Forse non c’è molto in quest’opera, piena di episodi da tasto skip. Forse dovrei considerala per quella che è: una raccolta disordinata di canzoni scritte e composte con uno strumento insolito, un po’ per divertimento, un po’ per una certa urgenza espressiva che non riesco molto a comprendere. Ma se prendo singolarmente le tracce, riesco a scoprire che in realtà mr. Vedder mi ha offerto molto di sé: pezzi del suo cuore sparsi alla deriva nel mare dopo la fine dolorosa di una relazione, approdano alle Hawaii e lui sulla spiaggia che cerca di rimetterli insieme, tenendoli tra loro con le corde intrecciate di un ukulele, donando poi alla musa della sua rinascita la scultura un po’ confusa che ne è venuta fuori.

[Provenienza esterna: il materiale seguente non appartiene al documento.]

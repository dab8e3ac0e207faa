//! Brute-force enumeration of all subsets.

use knapforge_core::Item;

/// Largest instance the oracle accepts.
pub const MAX_ORACLE_ITEMS: usize = 20;

/// Best subset found by enumeration.
#[derive(Debug, Clone, PartialEq, Eq)]
pub struct OracleAnswer {
    pub total_value: i64,
    pub indices: Vec<usize>,
}

/// Enumerates all `2^n` subsets and returns the best feasible one.
///
/// Subsets are visited as binary numbers with item 0 as the most significant
/// bit, which is the order an exclude-first depth-first search reaches its
/// leaves. Only strictly better subsets replace the current answer, so the
/// returned subset is the one such a search must report.
///
/// # Panics
///
/// Panics if there are more than [`MAX_ORACLE_ITEMS`] items.
pub fn brute_force(items: &[Item], capacity: i64) -> OracleAnswer {
    let n = items.len();
    assert!(n <= MAX_ORACLE_ITEMS, "oracle limited to {MAX_ORACLE_ITEMS} items");

    let mut best = OracleAnswer {
        total_value: 0,
        indices: Vec::new(),
    };
    for mask in 0u32..(1u32 << n) {
        let chosen: Vec<usize> = (0..n).filter(|&i| mask & (1 << (n - 1 - i)) != 0).collect();
        let weight: i64 = chosen.iter().map(|&i| items[i].weight()).sum();
        if weight > capacity {
            continue;
        }
        let value: i64 = chosen.iter().map(|&i| items[i].value()).sum();
        if value > best.total_value {
            best = OracleAnswer {
                total_value: value,
                indices: chosen,
            };
        }
    }
    best
}
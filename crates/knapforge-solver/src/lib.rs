//! KnapForge Solver Engine
//!
//! This crate provides the exact 0/1 knapsack search:
//! - Depth-first include/exclude search, unpruned or branch-and-bound
//! - Dynamic programming over remaining capacity for small tables
//! - Bounders that prune subtrees without changing the result
//! - Termination conditions for cooperative cancellation
//! - Search statistics

pub mod bounder;
pub mod scope;
pub mod search;
pub mod solver;
pub mod statistics;
pub mod termination;

pub use bounder::{
    AnyBounder, FractionalBounder, NoBounder, RemainingValueBounder, ValueBounder,
};
pub use knapforge_config::{BounderType, EnvironmentMode, SearchStrategy, SolverConfig};
pub use scope::SearchScope;
pub use solver::{SolveResult, SolveStatus, Solver};
pub use statistics::SearchStatistics;
pub use termination::{
    ExternalTermination, NoTermination, NodeCountTermination, OrTermination, Termination,
    TimeTermination,
};
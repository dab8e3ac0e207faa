//! Domain model for knapsack instances.
//!
//! An instance is an ordered list of [`Item`]s plus a capacity. Solvers read
//! the items through a shared slice, build a scoped [`Selection`] while
//! searching and hand back a [`KnapsackSolution`] that refers to the input
//! by position.

mod item;
mod problem;
mod selection;
mod solution;

pub use item::Item;
pub use problem::{validate_items, InstanceTotals, KnapsackProblem};
pub use selection::Selection;
pub use solution::KnapsackSolution;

Durante il primo ascolto, a metà disco, stremato, ho fatto un salto a piè pari fino alla fine (il resto poi l’ho recuperato, lo giuro). Anche se la cover di Dream a little dream sembra più che altro un divertissement, non mi ha lasciato indifferente. Vorrei avere quelle corde vocali da crooner per dedicarla al mio amore. Nel tono della voce di Eddie c’è poi una boria inedita: canta quel testo, ma in realtà sta dicendo con sicurezza “amami… perché, hey piccola, come riusciresti a non amarmi?”. E mi ha disegnato un sorriso sul volto. Ci saremmo fatti un sacco di risate se glie l’avessi cantata io così. Non sarebbe stato un bel regalo?
* hey matafahkah, che du cojoni ‘sto ukulele.